Il était une fois. Comme dans tous les grands romans, c’est-à-dire qui sollicitent notre part d’enfance, cela commence par  : «  Il y avait autrefois dans la salle à manger des grands-parents, un sabre de modèle inconnu, que je n’ai jamais manié, jamais soupesé, pas même caressé.  » Le revoilà, Samuel Vidouble, le narrateur, coincé dans une maison, poussiéreuse mais encore hantée par les fantômes d’une famille provinciale, calviniste, «  sans histoires, sans qualités, sans titres de gloire  », dans «  un cul-de-sac de la France et de l’Europe  », au bout d’une ligne de train improbable et nocturne, le revoilà, ce Samuel Vidouble, professeur d’histoire désabusé, et amateur de cartes de géographie, qui décide d’enquêter sur ce souvenir d’enfance, guidé par tante Esther, libraire à la retraite : «  Où était-il passé ce sabre  ? Et si je l’avais rêvé  ?  »

Ce n’est pas tant le sabre à la lame courbée, fêlée, couleur de Sienne, que les époques qu’il a pu traverser, les lignées d’hommes, de guerres, de morts, qui impressionnaient autrefois le jeune Samuel, lui qui appartient à la dernière génération ayant connu celles qui firent la guerre. Et puis à quel ancêtre revenait-il, ce sabre  ? Qui était l’héroïque, ou au contraire, l’imposteur sans foi ni loi  : VVRL, Victor Vidouble Rex Livorum  ? Victor Vidouble roi des Lives, qui aurait jadis régné sur un archipel de la Baltique  ? Un descendant d’huguenot confiné dans son pays de marais, d’étangs et de tourbières  ? Un nobliau du XVIIIe siècle, amoureux des cartes de géographie, lui aussi, et qui mise sur elle pour l’arracher à sa province reculée  ? Le baron Victor Vidouble de Saint-Pesant, mythe familial ou légende du grand dehors que les oncles-vétérans réinventent à tour de rôle, à la veillée  ? Vaut-il mieux se vouer au réel, souvent  décevant, que suivre l’aile de l’imaginaire, avec ses histoires d’îles perdues ou inventées  ? À moins qu’une carte au trésor familiale nous permette de situer le lieu et l’époque  d’où viendrait le fameux sabre ?

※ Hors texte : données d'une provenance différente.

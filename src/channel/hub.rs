//! Event hub dispatcher.
//!
//! The hub owns the set of open connections and fans every published event
//! out to them from a dedicated worker thread. Publishing uses a bounded
//! queue and `try_send`, so the geofence pipeline never waits on delivery:
//! when a queue is full the newest event is dropped and counted.
//!
//! Every published event gets a sequence number. A connection only receives
//! events sequenced at or after the moment it connected, so nothing generated
//! during an outage is replayed.

use std::collections::HashMap;
use std::sync::atomic::{AtomicBool, AtomicU64, AtomicUsize, Ordering};
use std::sync::{Arc, Mutex};
use std::thread::{self, JoinHandle};

use crossbeam_channel::{bounded, select, Receiver, Sender, TrySendError};
use serde::Deserialize;
use tracing::{debug, info, warn};

use crate::event::GeofenceEvent;

use super::connection::{CloseCode, ConnectionId, Frame, HubTransport};

/// Hub queue sizes.
#[derive(Debug, Clone, Deserialize)]
#[serde(default)]
pub struct HubConfig {
    /// Max queued published events before new ones are dropped.
    pub publish_queue_capacity: usize,
    /// Max queued control messages (connect/disconnect).
    pub control_queue_capacity: usize,
    /// Per-connection frame buffer.
    pub connection_buffer: usize,
}

impl Default for HubConfig {
    fn default() -> Self {
        Self {
            publish_queue_capacity: 4096,
            control_queue_capacity: 1024,
            connection_buffer: 1024,
        }
    }
}

/// Non-blocking sink for generated events.
pub trait EventPublisher: Send + Sync {
    /// Hands an event to the delivery layer. Never blocks and never fails;
    /// undeliverable events are dropped.
    fn publish(&self, event: GeofenceEvent);
}

/// Delivery counters.
#[allow(missing_docs)]
#[derive(Debug, Clone, Copy, PartialEq, Eq, Default)]
pub struct HubStats {
    pub published: u64,
    pub dropped_at_publish: u64,
    pub dropped_at_connection: u64,
    pub open_connections: usize,
}

#[derive(Debug)]
pub(crate) enum ControlMsg {
    Register {
        id: ConnectionId,
        start_seq: u64,
        tx: Sender<Frame>,
        reply: Sender<()>,
    },
    Unregister {
        id: ConnectionId,
    },
    CloseAll {
        code: CloseCode,
    },
}

#[derive(Debug)]
struct PublishMsg {
    seq: u64,
    event: GeofenceEvent,
}

#[derive(Debug)]
struct ConnectionEntry {
    start_seq: u64,
    tx: Sender<Frame>,
}

#[derive(Debug, Default)]
struct Counters {
    published: AtomicU64,
    dropped_at_publish: AtomicU64,
    dropped_at_connection: AtomicU64,
    open_connections: AtomicUsize,
}

/// In-process event hub with a dedicated dispatch thread.
#[derive(Debug)]
pub struct EventHub {
    cfg: HubConfig,
    control_tx: Sender<ControlMsg>,
    publish_tx: Sender<PublishMsg>,
    next_seq: Arc<AtomicU64>,
    closed: Arc<AtomicBool>,
    counters: Arc<Counters>,
    join: Mutex<Option<JoinHandle<()>>>,
}

impl Default for EventHub {
    fn default() -> Self {
        Self::new(HubConfig::default())
    }
}

impl EventHub {
    /// Starts the hub and its dispatch thread.
    ///
    /// # Panics
    ///
    /// Panics if the OS refuses to spawn the dispatch thread.
    #[must_use]
    pub fn new(cfg: HubConfig) -> Self {
        let (control_tx, control_rx) = bounded::<ControlMsg>(cfg.control_queue_capacity.max(1));
        let (publish_tx, publish_rx) = bounded::<PublishMsg>(cfg.publish_queue_capacity.max(1));

        let counters = Arc::new(Counters::default());
        let thread_counters = Arc::clone(&counters);
        let join = thread::Builder::new()
            .name("fencewatch-hub".to_string())
            .spawn(move || worker_loop(&thread_counters, &control_rx, &publish_rx))
            .expect("failed to spawn fencewatch hub worker");

        Self {
            cfg,
            control_tx,
            publish_tx,
            next_seq: Arc::new(AtomicU64::new(0)),
            closed: Arc::new(AtomicBool::new(false)),
            counters,
            join: Mutex::new(Some(join)),
        }
    }

    /// Transport that opens connections to this hub.
    #[must_use]
    pub fn transport(&self) -> HubTransport {
        HubTransport {
            control_tx: self.control_tx.clone(),
            next_seq: Arc::clone(&self.next_seq),
            closed: Arc::clone(&self.closed),
            buffer: self.cfg.connection_buffer,
        }
    }

    /// Closes every open connection with `code`.
    ///
    /// Subscribers reconnect unless `code` is `CloseCode::NORMAL`.
    pub fn close_all(&self, code: CloseCode) {
        if self.control_tx.try_send(ControlMsg::CloseAll { code }).is_err() {
            warn!(%code, "hub control queue unavailable, close_all dropped");
        }
    }

    #[must_use]
    pub fn stats(&self) -> HubStats {
        HubStats {
            published: self.counters.published.load(Ordering::Relaxed),
            dropped_at_publish: self.counters.dropped_at_publish.load(Ordering::Relaxed),
            dropped_at_connection: self.counters.dropped_at_connection.load(Ordering::Relaxed),
            open_connections: self.counters.open_connections.load(Ordering::Relaxed),
        }
    }
}

impl EventPublisher for EventHub {
    fn publish(&self, event: GeofenceEvent) {
        let seq = self.next_seq.fetch_add(1, Ordering::AcqRel);
        match self.publish_tx.try_send(PublishMsg { seq, event }) {
            Ok(()) => {
                self.counters.published.fetch_add(1, Ordering::Relaxed);
            }
            Err(TrySendError::Full(msg) | TrySendError::Disconnected(msg)) => {
                self.counters.dropped_at_publish.fetch_add(1, Ordering::Relaxed);
                warn!(
                    device_id = %msg.event.device_id,
                    geofence_id = %msg.event.geofence_id,
                    "event dropped: hub publish queue unavailable"
                );
            }
        }
    }
}

impl Drop for EventHub {
    fn drop(&mut self) {
        // Set before the final CloseAll so no transport can register past it.
        self.closed.store(true, Ordering::Release);
        let _ = self.control_tx.try_send(ControlMsg::CloseAll {
            code: CloseCode::GOING_AWAY,
        });

        // Close our senders so the worker can terminate once transports are gone.
        let (dummy_control_tx, _) = bounded::<ControlMsg>(1);
        drop(std::mem::replace(&mut self.control_tx, dummy_control_tx));
        let (dummy_publish_tx, _) = bounded::<PublishMsg>(1);
        drop(std::mem::replace(&mut self.publish_tx, dummy_publish_tx));

        if let Ok(mut guard) = self.join.lock() {
            // Detach: live transports and connections hold control senders,
            // joining here could deadlock. The worker exits once they drop.
            drop(guard.take());
        }
    }
}

fn worker_loop(counters: &Counters, control_rx: &Receiver<ControlMsg>, publish_rx: &Receiver<PublishMsg>) {
    let mut connections: HashMap<ConnectionId, ConnectionEntry> = HashMap::new();

    let mut control_closed = false;
    let mut publish_closed = false;

    let sync_count = |connections: &HashMap<ConnectionId, ConnectionEntry>| {
        counters.open_connections.store(connections.len(), Ordering::Relaxed);
    };

    while !(control_closed && publish_closed) {
        select! {
            recv(if control_closed { crossbeam_channel::never() } else { control_rx.clone() }) -> msg => {
                match msg {
                    Ok(ControlMsg::Register { id, start_seq, tx, reply }) => {
                        connections.insert(id, ConnectionEntry { start_seq, tx });
                        sync_count(&connections);
                        debug!(connections = connections.len(), "connection opened");
                        let _ = reply.send(());
                    }
                    Ok(ControlMsg::Unregister { id }) => {
                        connections.remove(&id);
                        sync_count(&connections);
                        debug!(connections = connections.len(), "connection closed");
                    }
                    Ok(ControlMsg::CloseAll { code }) => {
                        info!(%code, connections = connections.len(), "closing all connections");
                        for (_, conn) in connections.drain() {
                            // Dropping the sender also signals the close if the buffer is full.
                            let _ = conn.tx.try_send(Frame::Close(code));
                        }
                        sync_count(&connections);
                    }
                    Err(_) => control_closed = true,
                }
            }
            recv(if publish_closed { crossbeam_channel::never() } else { publish_rx.clone() }) -> msg => {
                match msg {
                    Ok(PublishMsg { seq, event }) => {
                        let mut gone = Vec::new();
                        for (id, conn) in &connections {
                            if seq < conn.start_seq {
                                continue;
                            }
                            match conn.tx.try_send(Frame::Event(event.clone())) {
                                Ok(()) => {}
                                // Never block the hub on a slow subscriber.
                                Err(TrySendError::Full(_)) => {
                                    counters.dropped_at_connection.fetch_add(1, Ordering::Relaxed);
                                }
                                Err(TrySendError::Disconnected(_)) => gone.push(*id),
                            }
                        }
                        if !gone.is_empty() {
                            for id in gone {
                                connections.remove(&id);
                            }
                            sync_count(&connections);
                        }
                    }
                    Err(_) => publish_closed = true,
                }
            }
        }
    }
}

#[cfg(test)]
mod tests {
    use super::*;

    use std::time::Duration;

    use chrono::Utc;

    use crate::channel::connection::Transport;
    use crate::error::TransportError;
    use crate::event::EventType;
    use crate::geometry::LatLng;

    fn event(device: &str) -> GeofenceEvent {
        GeofenceEvent::new(
            "g".into(),
            device.into(),
            EventType::Entry,
            LatLng::new(0.0, 0.0),
            Utc::now(),
        )
    }

    #[test]
    fn connection_receives_events_after_connect_only() {
        let hub = EventHub::default();
        hub.publish(event("before"));

        let mut conn = hub.transport().connect().unwrap();
        hub.publish(event("after"));

        let ev = conn.recv_timeout(Duration::from_secs(1)).unwrap().unwrap();
        assert_eq!(ev.device_id.as_str(), "after");
        assert!(conn.recv_timeout(Duration::from_millis(50)).unwrap().is_none());
    }

    #[test]
    fn close_all_reports_code_to_connections() {
        let hub = EventHub::default();
        let mut conn = hub.transport().connect().unwrap();
        hub.close_all(CloseCode::ABNORMAL);
        assert_eq!(
            conn.recv_timeout(Duration::from_secs(1)).unwrap_err(),
            TransportError::Closed { code: 1006 }
        );
    }

    #[test]
    fn slow_connection_drops_newest_without_blocking() {
        let hub = EventHub::new(HubConfig {
            connection_buffer: 2,
            ..HubConfig::default()
        });
        let mut conn = hub.transport().connect().unwrap();
        for i in 0..5 {
            hub.publish(event(&format!("d{i}")));
        }

        // Dispatch is asynchronous; wait for the drops before draining.
        let deadline = std::time::Instant::now() + Duration::from_secs(1);
        while hub.stats().dropped_at_connection < 3 && std::time::Instant::now() < deadline {
            thread::sleep(Duration::from_millis(5));
        }
        assert_eq!(hub.stats().dropped_at_connection, 3);
        assert_eq!(hub.stats().published, 5);

        let first = conn.recv_timeout(Duration::from_secs(1)).unwrap().unwrap();
        let second = conn.recv_timeout(Duration::from_secs(1)).unwrap().unwrap();
        assert_eq!(first.device_id.as_str(), "d0");
        assert_eq!(second.device_id.as_str(), "d1");
        assert!(conn.recv_timeout(Duration::from_millis(50)).unwrap().is_none());
    }

    #[test]
    fn transports_outliving_the_hub_cannot_connect() {
        let hub = EventHub::default();
        let transport = hub.transport();
        let mut conn = transport.connect().unwrap();
        drop(hub);

        assert_eq!(
            conn.recv_timeout(Duration::from_secs(1)).unwrap_err(),
            TransportError::Closed { code: 1001 }
        );
        assert!(matches!(
            transport.connect(),
            Err(TransportError::ConnectionFailed { .. })
        ));
    }

    #[test]
    fn closed_connection_is_unregistered() {
        let hub = EventHub::default();
        let mut conn = hub.transport().connect().unwrap();
        assert_eq!(hub.stats().open_connections, 1);
        conn.close(CloseCode::NORMAL);

        let deadline = std::time::Instant::now() + Duration::from_secs(1);
        while hub.stats().open_connections > 0 && std::time::Instant::now() < deadline {
            thread::sleep(Duration::from_millis(5));
        }
        assert_eq!(hub.stats().open_connections, 0);
    }
}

Dans la lignée des autres livres d’Emmanuel Ruben, qui ont l’imaginaire et l’ailleurs au cœur de leur force, mais d’une puissance romanesque remarquable, d’une invention géographique drolatique, Sabre est le livre de la maturité. Un vrai roman picaresque qui tient des Aventures du Baron de Münchhausen autant que du Baron perché d’Italo Calvino. C’est un jeu de pistes vertigineux qui nous fait remonter le fil du temps jusqu’aux guerres napoléoniennes, et nous invite à un voyage baroque à la poursuite de chimères qui disent notre vérité.

Né en 1980 à Lyon, Emmanuel Ruben est l’auteur d’une dizaine de livres – romans, récits, essais –, parmi lesquels Sur la route du Danube (prix Nicolas Bouvier 2019), Sabre (prix des Deux-Magots 2021) et Les Méditerranéennes (prix du roman historique 2022). Il a publié Malville en août 2024.